9. Die behauptete Aktenwidrigkeit liegt nicht vor (§ 510 Abs 3 ZPO). Erwägungen der Tatsacheninstanzen, weshalb ein Sachverhalt als erwiesen angenommen oder bestimmte Feststellungen nicht getroffen werden können, fallen in das Gebiet der Beweiswürdigung, können daher weder eine Aktenwidrigkeit bilden noch gegen den Dispositionsgrundsatz verstoßen (RIS‑Justiz RS0043347). Mit der Behauptung, das Berufungsurteil sei mangelhaft, versucht die Revision lediglich in dritter Instanz nicht mehr aufgreifbare Fragen der Beweiswürdigung an den Obersten Gerichtshof heranzutragen.
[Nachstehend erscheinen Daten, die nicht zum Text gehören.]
//! Shared world state for session lifecycle BDD scenarios.

use std::sync::Arc;

use mockable::DefaultClock;
use parley::{
    event::InMemoryEventPublisher,
    session::{
        adapters::InMemorySessionRepository,
        domain::{Implementation, Session},
        services::{SessionService, SessionServiceError},
    },
    tool::adapters::InMemoryToolRepository,
};
use rstest::fixture;

/// Service type used by the BDD world.
pub type TestSessionService = SessionService<
    InMemorySessionRepository,
    InMemoryToolRepository,
    InMemoryEventPublisher,
    DefaultClock,
>;

/// Scenario world for session lifecycle behaviour tests.
pub struct SessionWorld {
    /// The session service under test.
    pub service: TestSessionService,
    /// Publisher shared with the service.
    pub publisher: Arc<InMemoryEventPublisher>,
    /// Session opened by the scenario.
    pub session: Option<Arc<Session>>,
    /// Negotiated protocol version from the last successful initialize.
    pub negotiated_version: Option<String>,
    /// Error from the last failed service call.
    pub last_error: Option<SessionServiceError>,
}

impl SessionWorld {
    /// Creates a world with no open session.
    #[must_use]
    pub fn new() -> Self {
        let publisher = Arc::new(InMemoryEventPublisher::new());
        let service = SessionService::new(
            Arc::new(InMemorySessionRepository::new()),
            Arc::new(InMemoryToolRepository::new()),
            Arc::clone(&publisher),
            Arc::new(DefaultClock),
        );
        Self {
            service,
            publisher,
            session: None,
            negotiated_version: None,
            last_error: None,
        }
    }

    /// Returns the scenario session.
    pub fn session(&self) -> Result<&Arc<Session>, eyre::Report> {
        self.session
            .as_ref()
            .ok_or_else(|| eyre::eyre!("no session opened in scenario world"))
    }
}

impl Default for SessionWorld {
    fn default() -> Self {
        Self::new()
    }
}

/// Fixture that creates a new scenario world.
#[fixture]
pub fn world() -> SessionWorld {
    SessionWorld::default()
}

/// Runs an async operation within sync step definitions.
pub fn run_async<T>(future: impl std::future::Future<Output = T>) -> T {
    tokio::task::block_in_place(|| tokio::runtime::Handle::current().block_on(future))
}

/// Server identity used for every scenario session.
pub fn server_info() -> Implementation {
    Implementation::new("parley", "0.1.0")
}
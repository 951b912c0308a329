//! `parley` binary: serves MCP over stdin and stdout.
//!
//! Configuration comes from `PARLEY_*` environment variables (see
//! [`parley::config`]). Logs are written to stderr.

use mockable::DefaultClock;
use parley::config::ServerConfig;
use parley::event::TracingEventPublisher;
use parley::logging;
use parley::protocol::Dispatcher;
use parley::tool::adapters::echo_tool;
use std::sync::Arc;
use tracing::info;

/// Boxed error type for the main result.
type BoxError = Box<dyn std::error::Error + Send + Sync>;

#[tokio::main]
async fn main() -> Result<(), BoxError> {
    let config = ServerConfig::from_env()?;
    logging::init_logging(&config.log_filter)?;

    let clock = Arc::new(DefaultClock);
    let echo = echo_tool(&*clock)?.with_timeout(config.tool_timeout)?;
    let dispatcher = Dispatcher::new(
        config.server_info.clone(),
        config.capabilities(),
        tokio::io::stdout(),
        Arc::new(TracingEventPublisher),
        clock,
    )
    .with_tool(echo)
    .with_max_line_bytes(config.max_line_bytes);

    info!(
        server = %config.server_info.name,
        version = %config.server_info.version,
        "serving MCP over stdio"
    );
    dispatcher.serve(tokio::io::stdin()).await?;
    Ok(())
}
//! Poison-tolerant lock access for aggregate state.
//!
//! Aggregate critical sections only read or replace plain fields, so a
//! panic while a guard was held cannot leave the state half-written. The
//! inner guard is therefore recovered instead of propagating the poison.

use std::sync::{PoisonError, RwLock, RwLockReadGuard, RwLockWriteGuard};

/// Acquires a shared guard.
pub(crate) fn read<T>(lock: &RwLock<T>) -> RwLockReadGuard<'_, T> {
    lock.read().unwrap_or_else(PoisonError::into_inner)
}

/// Acquires an exclusive guard.
pub(crate) fn write<T>(lock: &RwLock<T>) -> RwLockWriteGuard<'_, T> {
    lock.write().unwrap_or_else(PoisonError::into_inner)
}
//! Repository ports for resources and prompts.

use crate::catalog::domain::{Prompt, PromptName, Resource, ResourceUri};
use async_trait::async_trait;
use std::sync::Arc;
use thiserror::Error;

/// Result type for catalog repository operations.
pub type CatalogRepositoryResult<T> = Result<T, CatalogRepositoryError>;

/// Storage contract for resources, keyed by URI.
#[async_trait]
pub trait ResourceRepository: Send + Sync {
    /// Stores a resource, replacing any resource with the same URI.
    ///
    /// # Errors
    ///
    /// Returns [`CatalogRepositoryError::Persistence`] when storage fails.
    async fn save(&self, resource: &Resource) -> CatalogRepositoryResult<()>;

    /// Finds a resource by URI.
    async fn find_by_uri(&self, uri: &ResourceUri) -> CatalogRepositoryResult<Option<Resource>>;

    /// Returns every stored resource ordered by URI.
    async fn find_all(&self) -> CatalogRepositoryResult<Vec<Resource>>;

    /// Returns whether a resource with `uri` is stored.
    async fn exists(&self, uri: &ResourceUri) -> CatalogRepositoryResult<bool>;

    /// Returns the number of stored resources.
    async fn count(&self) -> CatalogRepositoryResult<usize>;

    /// Removes a resource, returning whether it was present.
    async fn delete(&self, uri: &ResourceUri) -> CatalogRepositoryResult<bool>;
}

/// Storage contract for prompts, keyed by name.
#[async_trait]
pub trait PromptRepository: Send + Sync {
    /// Stores a prompt, replacing any prompt with the same name.
    ///
    /// # Errors
    ///
    /// Returns [`CatalogRepositoryError::Persistence`] when storage fails.
    async fn save(&self, prompt: &Prompt) -> CatalogRepositoryResult<()>;

    /// Finds a prompt by name.
    async fn find_by_name(&self, name: &PromptName) -> CatalogRepositoryResult<Option<Prompt>>;

    /// Returns every stored prompt ordered by name.
    async fn find_all(&self) -> CatalogRepositoryResult<Vec<Prompt>>;

    /// Returns whether a prompt named `name` is stored.
    async fn exists(&self, name: &PromptName) -> CatalogRepositoryResult<bool>;

    /// Returns the number of stored prompts.
    async fn count(&self) -> CatalogRepositoryResult<usize>;

    /// Removes a prompt, returning whether it was present.
    async fn delete(&self, name: &PromptName) -> CatalogRepositoryResult<bool>;
}

/// Errors returned by catalog repository implementations.
#[derive(Debug, Clone, Error)]
pub enum CatalogRepositoryError {
    /// Persistence-layer failure.
    #[error("persistence error: {0}")]
    Persistence(Arc<dyn std::error::Error + Send + Sync>),
}

impl CatalogRepositoryError {
    /// Wraps a persistence-layer failure.
    pub fn persistence(err: impl std::error::Error + Send + Sync + 'static) -> Self {
        Self::Persistence(Arc::new(err))
    }
}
10. Zusammenfassend bringt die Revisionswerberin daher keine Rechtsfragen der in § 502 Abs 1 ZPO geforderten Bedeutung zur Darstellung, sodass die Revision spruchgemäß zurückzuweisen war.

11. Die Entscheidung über die Kosten des Revisionsverfahrens gründet sich auf §§ 41, 50 ZPO. Zwar konnte die Revisionsbeantwortung auf die Unzulässigkeit der Revision nicht hinweisen, weil damals die Entscheidung 9 Ob 26/14k noch nicht veröffentlicht war; nach der rechtlich maßgeblichen Perspektive zum Zeitpunkt der Vornahme der entsprechenden Prozesshandlung war die Erstattung der Revisionsbeantwortung als zur zweckentsprechenden Rechtsverfolgung zweckmäßig anzusehen (vgl auch § 50 Abs 2 ZPO).